Poster: Stuck In The '70's
(see this users gallery) Rick Jason committed suicide one week after the Combat Reunion in Las Vegas in October 2000.
Here is Rick Jason's Obituary from CNN.
'Combat' star Rick Jason dead at 74
October 18, 2000
Web posted at: 10:23 AM EDT (1423 GMT)
LOS ANGELES, California (Reuters) -- Actor Rick Jason, who starred as tough infantry officer Lieutenant Gil Hanley on the 1960s television series "Combat!" has committed suicide, authorities said Tuesday. He was 74.
Jason died of a self-inflicted gunshot wound to the head, said Craig Stevens, a medical examiner for Ventura County. The actor was found by his wife at about 5 a.m. Monday in their home in Moorpark, about 30 miles northwest of Los Angeles.
"It has been ruled a suicide," said Stevens, though a note was not found, he added. Jason was not known to have been physically ill, but had been despondent over personal matters, said Stevens.
Jason was the second Hollywood actor to take his own life this month. Veteran character actor and stuntman Richard Farnsworth, a two-time Oscar nominee, committed suicide at his home in New Mexico on October 6. He had been diagnosed with terminal bone cancer.
Jason's death comes about a week after he and fellow cast members of "Combat!" attended a three-day gathering for fans in Las Vegas, according to the show's official Web site.
The compassionate lieutenant
The hour-long drama, which aired on ABC from 1962 to 1967, focused on a fictional United States Army platoon fighting its way across Europe following the D-Day invasion. Jason starred as the hard-boiled but compassionate lieutenant commanding the battle-weary GIs.

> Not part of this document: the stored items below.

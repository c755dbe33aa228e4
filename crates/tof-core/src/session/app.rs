//! Application identity, CPU readiness and application switching.

use std::thread;
use std::time::{Duration, Instant};

use tracing::{debug, error, info, instrument, warn};

use super::{CaptureState, DeviceSession, Guard, SessionState};
use crate::error::{Result, TofError};
use crate::events::TofEvent;
use crate::protocol::constants::*;
use crate::protocol::{AppId, CpuStatus, InfoRecord};
use crate::transport::{BusError, SensorTransport};

impl<T: SensorTransport> SessionState<T> {
    /// Refresh the cached info record from the device.
    pub(crate) fn read_info_record(&mut self) -> Result<InfoRecord> {
        let mut buf = [0u8; InfoRecord::SIZE];
        self.transport.read(REG_APP_ID, &mut buf)?;
        let info = InfoRecord::from_bytes(&buf).ok_or(BusError::ShortTransfer {
            reg: REG_APP_ID,
            expected: InfoRecord::SIZE,
            actual: buf.len(),
        })?;
        self.shadow[..InfoRecord::SIZE].copy_from_slice(&buf);

        let previous = self.info.app_id;
        self.info = info;
        if previous != info.app_id {
            // a fresh application knows nothing of our capture
            self.capture = CaptureState::Idle;
            self.emit(TofEvent::AppChanged {
                from: previous,
                to: info.app_id,
            });
        }
        Ok(info)
    }

    fn wake_cpu(&mut self) -> Result<(), BusError> {
        debug!("CPU in standby, waking");
        self.transport.write_u8(REG_STAT, STAT_WAKEUP)
    }

    /// Poll the CPU status until ready, waking it from standby as needed.
    pub(crate) fn wait_for_cpu_ready(&mut self) -> Result<()> {
        let retries = self.timing.cpu_ready_retries.max(1);
        let settle = self.timing.i2c_settle();
        let start = Instant::now();
        let mut bus_err = None;

        thread::sleep(settle);
        for attempt in 1..=retries {
            let status = match self.transport.read_u8(REG_STAT) {
                Ok(status) => {
                    bus_err = None;
                    status
                }
                Err(e) => {
                    bus_err = Some(e);
                    thread::sleep(settle);
                    continue;
                }
            };
            match CpuStatus::from_reg(status) {
                CpuStatus::Ready => return Ok(()),
                CpuStatus::Standby => {
                    if let Err(e) = self.wake_cpu() {
                        bus_err = Some(e);
                    }
                    thread::sleep(settle);
                }
                CpuStatus::Busy if attempt == retries => break,
                CpuStatus::Busy => thread::sleep(self.timing.cpu_ready_delay()),
            }
        }

        Err(match bus_err {
            Some(e) => e.into(),
            None => TofError::Timeout {
                what: "CPU ready",
                elapsed_ms: start.elapsed().as_millis() as u64,
            },
        })
    }

    /// Repeat [`Self::wait_for_cpu_ready`] until it succeeds or `limit` runs out.
    pub(crate) fn wait_for_cpu_ready_timeout(&mut self, limit: Duration) -> Result<()> {
        let start = Instant::now();
        loop {
            match self.wait_for_cpu_ready() {
                Ok(()) => return Ok(()),
                Err(e) if start.elapsed() >= limit => {
                    error!(error = %e, limit_ms = limit.as_millis() as u64, "CPU not ready");
                    return Err(TofError::Timeout {
                        what: "CPU ready",
                        elapsed_ms: start.elapsed().as_millis() as u64,
                    });
                }
                Err(_) => {}
            }
        }
    }

    /// Wait for the CPU after power-up. A CPU stuck busy gets its chip
    /// enable toggled, a bounded number of times.
    pub(crate) fn wait_for_cpu_startup(&mut self) -> Result<()> {
        let retries = self.timing.cpu_ready_retries.max(1);
        let settle = self.timing.i2c_settle();
        let start = Instant::now();
        let mut attempt = 0;
        let mut ce_attempt = 0;
        let mut bus_err = None;

        while attempt < retries {
            attempt += 1;
            thread::sleep(settle);
            let status = match self.transport.read_u8(REG_STAT) {
                Ok(status) => {
                    bus_err = None;
                    status
                }
                Err(e) => {
                    bus_err = Some(e);
                    continue;
                }
            };
            match CpuStatus::from_reg(status) {
                CpuStatus::Ready => {
                    debug!(attempts = attempt, ce_toggles = ce_attempt, "CPU started");
                    return Ok(());
                }
                CpuStatus::Standby => {
                    if let Err(e) = self.wake_cpu() {
                        bus_err = Some(e);
                    }
                }
                CpuStatus::Busy
                    if attempt >= retries
                        && ce_attempt < self.timing.startup_ce_retries
                        && self.transport.has_chip_enable() =>
                {
                    warn!(ce_attempt = ce_attempt + 1, "CPU stuck busy, toggling chip enable");
                    self.toggle_chip_enable()?;
                    attempt = 0;
                    ce_attempt += 1;
                }
                CpuStatus::Busy => thread::sleep(self.timing.cpu_ready_delay()),
            }
        }

        Err(match bus_err {
            Some(e) => e.into(),
            None => TofError::Timeout {
                what: "CPU startup",
                elapsed_ms: start.elapsed().as_millis() as u64,
            },
        })
    }

    pub(crate) fn toggle_chip_enable(&mut self) -> Result<()> {
        if !self.transport.has_chip_enable() {
            return Err(TofError::NoChipEnable);
        }
        self.transport.set_chip_enable(false)?;
        thread::sleep(self.timing.i2c_settle());
        self.transport.set_chip_enable(true)?;
        self.capture = CaptureState::Idle;
        Ok(())
    }

    /// OR `bits` into the interrupt enable register.
    pub(crate) fn enable_interrupts(&mut self, bits: u8) -> Result<()> {
        let current = self.transport.read_u8(REG_INT_EN)?;
        let value = (current & INT_MASK) | (bits & INT_MASK);
        self.transport.write_u8(REG_INT_EN, value)?;
        self.shadow[REG_INT_EN as usize] = value;
        Ok(())
    }

    /// Ask the running application to start `target` and refresh the
    /// info record once the CPU answers again.
    pub(crate) fn request_app(&mut self, target: AppId) -> Result<()> {
        self.transport.write_u8(REG_REQ_APP_ID, target.raw())?;
        self.wait_for_cpu_ready_timeout(self.timing.app_switch_timeout())?;
        self.read_info_record()?;
        Ok(())
    }

    pub(crate) fn switch_to_bootloader(&mut self) -> Result<()> {
        if self.capture.is_active() {
            if let Err(e) = self.stop_capture() {
                warn!(error = %e, "Failed to stop capture before leaving app0");
            }
        }
        self.request_app(AppId::Bootloader)?;
        match self.info.app_id {
            AppId::Bootloader => Ok(()),
            actual => Err(TofError::WrongApplication {
                expected: AppId::Bootloader,
                actual,
            }),
        }
    }

    /// Power-cycle into the bootloader.
    pub(crate) fn reset_to_bootloader(&mut self) -> Result<()> {
        self.toggle_chip_enable()?;
        self.wait_for_cpu_startup()?;
        self.read_info_record()?;
        Ok(())
    }
}
//! Frames handed to consumers through the frame queue.
//!
//! Serialized form: `[kind][len lo][len hi][payload..]`.

use std::fmt;

use byteorder::{ByteOrder, LittleEndian};

use super::constants::*;

/// Frame header size.
pub const FRAME_HEADER_SIZE: usize = 3;

#[derive(Debug, Clone, Copy, PartialEq, Eq, Hash)]
pub enum FrameKind {
    /// Raw App0 result record.
    Results,
    /// Diagnostic state mask.
    Diagnostic,
    /// Session-generated error report.
    Error,
}

impl FrameKind {
    pub fn id(self) -> u8 {
        match self {
            FrameKind::Results => 0x01,
            FrameKind::Diagnostic => 0x02,
            FrameKind::Error => 0x03,
        }
    }

    pub fn from_id(id: u8) -> Option<Self> {
        match id {
            0x01 => Some(FrameKind::Results),
            0x02 => Some(FrameKind::Diagnostic),
            0x03 => Some(FrameKind::Error),
            _ => None,
        }
    }
}

impl fmt::Display for FrameKind {
    fn fmt(&self, f: &mut fmt::Formatter<'_>) -> fmt::Result {
        match self {
            FrameKind::Results => write!(f, "results"),
            FrameKind::Diagnostic => write!(f, "diagnostic"),
            FrameKind::Error => write!(f, "error"),
        }
    }
}

#[derive(Debug, Clone, PartialEq, Eq)]
pub struct Frame {
    pub kind: FrameKind,
    pub payload: Vec<u8>,
}

impl Frame {
    pub fn new(kind: FrameKind, payload: Vec<u8>) -> Self {
        Self { kind, payload }
    }

    pub fn to_bytes(&self) -> Vec<u8> {
        let mut out = Vec::with_capacity(FRAME_HEADER_SIZE + self.payload.len());
        let mut len = [0u8; 2];
        LittleEndian::write_u16(&mut len, self.payload.len() as u16);
        out.push(self.kind.id());
        out.extend_from_slice(&len);
        out.extend_from_slice(&self.payload);
        out
    }

    /// Parse one serialized frame, returning it and the bytes consumed.
    pub fn from_bytes(bytes: &[u8]) -> Option<(Self, usize)> {
        if bytes.len() < FRAME_HEADER_SIZE {
            return None;
        }
        let kind = FrameKind::from_id(bytes[0])?;
        let len = LittleEndian::read_u16(&bytes[1..3]) as usize;
        let end = FRAME_HEADER_SIZE + len;
        if bytes.len() < end {
            return None;
        }
        Some((Self::new(kind, bytes[FRAME_HEADER_SIZE..end].to_vec()), end))
    }

    /// Decode the payload of a [`FrameKind::Results`] frame.
    pub fn result(&self) -> Option<ResultRecord> {
        match self.kind {
            FrameKind::Results => ResultRecord::parse(&self.payload),
            _ => None,
        }
    }

    /// Decode the payload of a [`FrameKind::Error`] frame.
    pub fn error_report(&self) -> Option<ErrorReport> {
        match (self.kind, self.payload.as_slice()) {
            (FrameKind::Error, [code, status, ..]) => Some(ErrorReport {
                code: ErrorCode::from_id(*code),
                device_status: *status,
            }),
            _ => None,
        }
    }
}

/// One App0 ranging result, as laid out at [`REG_RESULTS`].
#[derive(Debug, Clone, Copy, PartialEq, Eq, Default)]
pub struct ResultRecord {
    pub result_number: u8,
    /// Confidence, 0..=63.
    pub reliability: u8,
    /// Measurement status bits from the upper part of the info byte.
    pub status: u8,
    pub distance_mm: u16,
    pub sys_clock: u32,
    pub state_data: [u8; ALG_STATE_SIZE],
    pub temperature: i8,
    pub reference_hits: u32,
    pub object_hits: u32,
}

impl ResultRecord {
    pub const SIZE: usize = RESULT_RECORD_SIZE;

    pub fn parse(bytes: &[u8]) -> Option<Self> {
        if bytes.len() < Self::SIZE {
            return None;
        }
        let mut state_data = [0u8; ALG_STATE_SIZE];
        state_data.copy_from_slice(&bytes[8..8 + ALG_STATE_SIZE]);
        Some(Self {
            result_number: bytes[0],
            reliability: bytes[1] & 0x3F,
            status: bytes[1] >> 6,
            distance_mm: LittleEndian::read_u16(&bytes[2..4]),
            sys_clock: LittleEndian::read_u32(&bytes[4..8]),
            state_data,
            temperature: bytes[19] as i8,
            reference_hits: LittleEndian::read_u32(&bytes[20..24]),
            object_hits: LittleEndian::read_u32(&bytes[24..28]),
        })
    }

    pub fn to_bytes(&self) -> [u8; RESULT_RECORD_SIZE] {
        let mut out = [0u8; RESULT_RECORD_SIZE];
        out[0] = self.result_number;
        out[1] = (self.reliability & 0x3F) | (self.status << 6);
        LittleEndian::write_u16(&mut out[2..4], self.distance_mm);
        LittleEndian::write_u32(&mut out[4..8], self.sys_clock);
        out[8..8 + ALG_STATE_SIZE].copy_from_slice(&self.state_data);
        out[19] = self.temperature as u8;
        LittleEndian::write_u32(&mut out[20..24], self.reference_hits);
        LittleEndian::write_u32(&mut out[24..28], self.object_hits);
        out
    }
}

/// Error classes reported through the frame queue.
#[derive(Debug, Clone, Copy, PartialEq, Eq, Hash)]
pub enum ErrorCode {
    Communication,
    BufferOverflow,
    Device,
    Other(u8),
}

impl ErrorCode {
    pub fn id(self) -> u8 {
        match self {
            ErrorCode::Communication => 0x01,
            ErrorCode::BufferOverflow => 0x02,
            ErrorCode::Device => 0x03,
            ErrorCode::Other(id) => id,
        }
    }

    pub fn from_id(id: u8) -> Self {
        match id {
            0x01 => ErrorCode::Communication,
            0x02 => ErrorCode::BufferOverflow,
            0x03 => ErrorCode::Device,
            other => ErrorCode::Other(other),
        }
    }
}

impl fmt::Display for ErrorCode {
    fn fmt(&self, f: &mut fmt::Formatter<'_>) -> fmt::Result {
        match self {
            ErrorCode::Communication => write!(f, "communication"),
            ErrorCode::BufferOverflow => write!(f, "buffer overflow"),
            ErrorCode::Device => write!(f, "device"),
            ErrorCode::Other(id) => write!(f, "error {id:#04x}"),
        }
    }
}

#[derive(Debug, Clone, Copy, PartialEq, Eq)]
pub struct ErrorReport {
    pub code: ErrorCode,
    /// Device status code at the time of the report, 0 if none.
    pub device_status: u8,
}

impl ErrorReport {
    pub fn to_frame(self) -> Frame {
        Frame::new(FrameKind::Error, vec![self.code.id(), self.device_status])
    }
}

#[cfg(test)]
mod tests {
    use super::*;

    #[test]
    fn test_result_record_layout() {
        let mut raw = [0u8; RESULT_RECORD_SIZE];
        raw[0] = 7;
        raw[1] = 0x40 | 0x2A;
        raw[2] = 0xE8;
        raw[3] = 0x03;
        raw[19] = 0xF6;
        raw[24] = 0x10;

        let rec = ResultRecord::parse(&raw).unwrap();
        assert_eq!(rec.result_number, 7);
        assert_eq!(rec.reliability, 42);
        assert_eq!(rec.status, 1);
        assert_eq!(rec.distance_mm, 1000);
        assert_eq!(rec.temperature, -10);
        assert_eq!(rec.object_hits, 0x10);
        assert_eq!(rec.to_bytes(), raw);

        assert!(ResultRecord::parse(&raw[..10]).is_none());
    }

    #[test]
    fn test_frame_serialization() {
        let frame = ErrorReport {
            code: ErrorCode::BufferOverflow,
            device_status: 0,
        }
        .to_frame();
        let bytes = frame.to_bytes();
        assert_eq!(bytes, vec![0x03, 0x02, 0x00, 0x02, 0x00]);

        let (parsed, used) = Frame::from_bytes(&bytes).unwrap();
        assert_eq!(used, bytes.len());
        assert_eq!(parsed.error_report().unwrap().code, ErrorCode::BufferOverflow);
        assert!(parsed.result().is_none());

        assert!(Frame::from_bytes(&bytes[..4]).is_none());
        assert!(Frame::from_bytes(&[0x7F, 0, 0]).is_none());
    }
}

The show, the longest-running World War Two series in television history, also starred Vic Morrow, who was killed in a helicopter crash in 1982 on the set of his film, "Twilight Zone: The Movie." Another cast member, Dick Peabody, who played the "gentle giant" Littljohn on the series, died of prostate cancer last December at age 74.
Jason was born in New York City in 1926, the only son of a stockbroker and a well-to-do mother. He served in the Army Air Corp during World War II and later studied acting under the GI Bill.
Prior to becoming a household name on "Combat!" Jason appeared in a 1956 television movie, "The Fountain of Youth," directed and co-written by Orson Welles, and starred in the short-lived 1960 series "The Case of the Dangerous Robin," playing a suave insurance investigator.
His stint on the syndicated drama made Jason one of the first actors to use martial arts on television.
During the 1970s and '80s, he appeared in such prime-time series as "Matt Houston," "Police Woman," "Murder She Wrote," "Wonder Woman," Fantasy Island" and "Dallas." He also was a regular on the CBS soap opera, "The Young and the Restless."